Updated on: 06 June,2022 07:01 AM IST  |  Mumbai
Fiona Fernandez |

Our sutradhaars debate the platinum celebrations of Queen Elizabeth II, and agree to disagree on what the fuss is all about

Of palace parties and non-retiring queens

Queen Elizabeth II. Pic/AFP

Fiona FernandezIt was midnight. An owl hooted from above while the bats in the belfry of the cathedral nearby were on night patrol. As Lady Flora approached their usual bench in the centre of the public garden, she noticed that the silhouette of Sir PM was in doze mode; she could hear a faint, repetitive snore.
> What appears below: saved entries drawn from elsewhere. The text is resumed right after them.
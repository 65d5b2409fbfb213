//! Per-unit notification pass.

use crate::collab::Messenger;
use crate::error::EnumerationError;
use crate::inventory::InventoryCache;
use std::sync::Arc;
use tokio::sync::Mutex;

/// Summary of one check pass.
#[derive(Debug, Clone, Default, PartialEq, Eq)]
pub struct CheckReport {
    pub units: usize,
    /// Units whose update notification failed (skipped, pass continued).
    pub failed_units: Vec<String>,
    pub list_refreshed: bool,
}

/// Walks the cached inventory and hands each unit to the messenger.
pub struct NotificationPipeline {
    inventory: Arc<InventoryCache>,
    messenger: Arc<dyn Messenger>,
    running: Mutex<()>,
}

impl NotificationPipeline {
    pub fn new(inventory: Arc<InventoryCache>, messenger: Arc<dyn Messenger>) -> Self {
        Self {
            inventory,
            messenger,
            running: Mutex::new(()),
        }
    }

    /// Notify every unit in name order, then refresh the aggregate list.
    ///
    /// Overlapping calls run one after another. A failing unit is logged
    /// and skipped; only an enumeration failure aborts the pass.
    pub async fn check(&self) -> Result<CheckReport, EnumerationError> {
        let _running = self.running.lock().await;
        let snapshot = self.inventory.get().await?;

        let mut report = CheckReport {
            units: snapshot.len(),
            ..CheckReport::default()
        };

        for entry in snapshot.iter() {
            if let Err(e) = self.messenger.send_unit_update(entry).await {
                tracing::warn!(unit = %entry.name, error = %e, "unit update failed");
                report.failed_units.push(entry.name.clone());
            }
        }

        match self.messenger.refresh_unit_list(&snapshot).await {
            Ok(()) => report.list_refreshed = true,
            Err(e) => tracing::warn!(error = %e, "unit list refresh failed"),
        }

        tracing::info!(
            units = report.units,
            failed = report.failed_units.len(),
            "unit checks finished"
        );
        Ok(report)
    }
}

#[cfg(test)]
pub(crate) mod tests {
    use super::*;
    use crate::collab::{ChannelId, HostUnits};
    use crate::error::MessageError;
    use crate::inventory::{DEFAULT_INVENTORY_TTL, InventoryEntry, Snapshot};
    use futures_util::future::BoxFuture;
    use std::sync::Mutex as StdMutex;
    use std::time::Duration;

    #[derive(Debug, Clone, PartialEq, Eq)]
    pub(crate) enum Call {
        Update(String),
        List(Vec<String>),
        Text(ChannelId, String),
    }

    /// Messenger that records every call in order.
    #[derive(Default)]
    pub(crate) struct RecordingMessenger {
        pub calls: StdMutex<Vec<Call>>,
        pub fail_units: Vec<String>,
        pub delay: Option<Duration>,
    }

    impl RecordingMessenger {
        pub(crate) fn calls(&self) -> Vec<Call> {
            self.calls.lock().unwrap().clone()
        }
    }

    impl Messenger for RecordingMessenger {
        fn send_unit_update<'a>(
            &'a self,
            entry: &'a InventoryEntry,
        ) -> BoxFuture<'a, Result<(), MessageError>> {
            Box::pin(async move {
                if let Some(delay) = self.delay {
                    tokio::time::sleep(delay).await;
                }
                self.calls.lock().unwrap().push(Call::Update(entry.name.clone()));
                if self.fail_units.contains(&entry.name) {
                    return Err(MessageError::Delivery("rate limited".into()));
                }
                Ok(())
            })
        }

        fn refresh_unit_list<'a>(
            &'a self,
            snapshot: &'a Snapshot,
        ) -> BoxFuture<'a, Result<(), MessageError>> {
            Box::pin(async move {
                let names = snapshot.names().map(str::to_string).collect();
                self.calls.lock().unwrap().push(Call::List(names));
                Ok(())
            })
        }

        fn send_text<'a>(
            &'a self,
            channel: ChannelId,
            text: &'a str,
        ) -> BoxFuture<'a, Result<(), MessageError>> {
            Box::pin(async move {
                self.calls
                    .lock()
                    .unwrap()
                    .push(Call::Text(channel, text.to_string()));
                Ok(())
            })
        }
    }

    pub(crate) struct ListedUnits(pub Vec<&'static str>);

    impl HostUnits for ListedUnits {
        fn enumerate_units(&self) -> Result<Vec<InventoryEntry>, EnumerationError> {
            Ok(self.0.iter().map(|n| InventoryEntry::new(*n, "1.0")).collect())
        }
    }

    struct BrokenUnits;

    impl HostUnits for BrokenUnits {
        fn enumerate_units(&self) -> Result<Vec<InventoryEntry>, EnumerationError> {
            Err(EnumerationError::new("registry unavailable"))
        }
    }

    fn pipeline(
        host: Arc<dyn HostUnits>,
        messenger: Arc<RecordingMessenger>,
    ) -> NotificationPipeline {
        let cache = Arc::new(InventoryCache::new(host, DEFAULT_INVENTORY_TTL));
        NotificationPipeline::new(cache, messenger)
    }

    fn update(name: &str) -> Call {
        Call::Update(name.to_string())
    }

    fn list(names: &[&str]) -> Call {
        Call::List(names.iter().map(|n| n.to_string()).collect())
    }

    #[tokio::test]
    async fn units_are_notified_in_order_before_list_refresh() {
        let messenger = Arc::new(RecordingMessenger::default());
        let pipeline = pipeline(Arc::new(ListedUnits(vec!["B", "A", "C"])), messenger.clone());

        let report = pipeline.check().await.unwrap();

        assert_eq!(
            messenger.calls(),
            vec![update("A"), update("B"), update("C"), list(&["A", "B", "C"])]
        );
        assert_eq!(report.units, 3);
        assert!(report.failed_units.is_empty());
        assert!(report.list_refreshed);
    }

    #[tokio::test]
    async fn failing_unit_is_skipped() {
        let messenger = Arc::new(RecordingMessenger {
            fail_units: vec!["B".to_string()],
            ..Default::default()
        });
        let pipeline = pipeline(Arc::new(ListedUnits(vec!["C", "B", "A"])), messenger.clone());

        let report = pipeline.check().await.unwrap();

        assert_eq!(report.failed_units, vec!["B".to_string()]);
        assert_eq!(
            messenger.calls(),
            vec![update("A"), update("B"), update("C"), list(&["A", "B", "C"])]
        );
    }

    #[tokio::test]
    async fn enumeration_failure_aborts_before_any_message() {
        let messenger = Arc::new(RecordingMessenger::default());
        let pipeline = pipeline(Arc::new(BrokenUnits), messenger.clone());

        assert!(pipeline.check().await.is_err());
        assert!(messenger.calls().is_empty());
    }

    #[tokio::test(start_paused = true)]
    async fn overlapping_checks_do_not_interleave() {
        let messenger = Arc::new(RecordingMessenger {
            delay: Some(Duration::from_millis(10)),
            ..Default::default()
        });
        let pipeline = Arc::new(pipeline(Arc::new(ListedUnits(vec!["B", "A"])), messenger.clone()));

        let first = tokio::spawn({
            let pipeline = pipeline.clone();
            async move { pipeline.check().await }
        });
        let second = tokio::spawn({
            let pipeline = pipeline.clone();
            async move { pipeline.check().await }
        });
        first.await.unwrap().unwrap();
        second.await.unwrap().unwrap();

        let pass = vec![update("A"), update("B"), list(&["A", "B"])];
        let expected: Vec<Call> = pass.iter().chain(pass.iter()).cloned().collect();
        assert_eq!(messenger.calls(), expected);
    }
}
“Pheroze, I seem to have disturbed you,” she deliberately shrieked, hoping that the loud tone would shake off his slumber. “Ah…oh…yes, my lady. All is well here. Just a forty-wink thing,” he replied sheepishly. Something was off, and Lady Flora wasn’t going to let her friend off the hook. “Out with it, Pheroze; it’s unlike you to be sleeping at this hour. Where have you been these past few days? Even Percy[the pigeon] returned from your home with my undelivered note,” she enquired.

“It’s the different time zones; I am having difficulty readjusting to Indian Standard Time, after the five-hour difference from Greenwich Mean Time,” he started off. “If you must know, I was in Old Blighty, as a special invitee for Her Royal Majesty’s platinum celebrations. I was representing the Commonwealth of India,” he revealed, waiting with trepidation for his friend’s reaction to the big reveal.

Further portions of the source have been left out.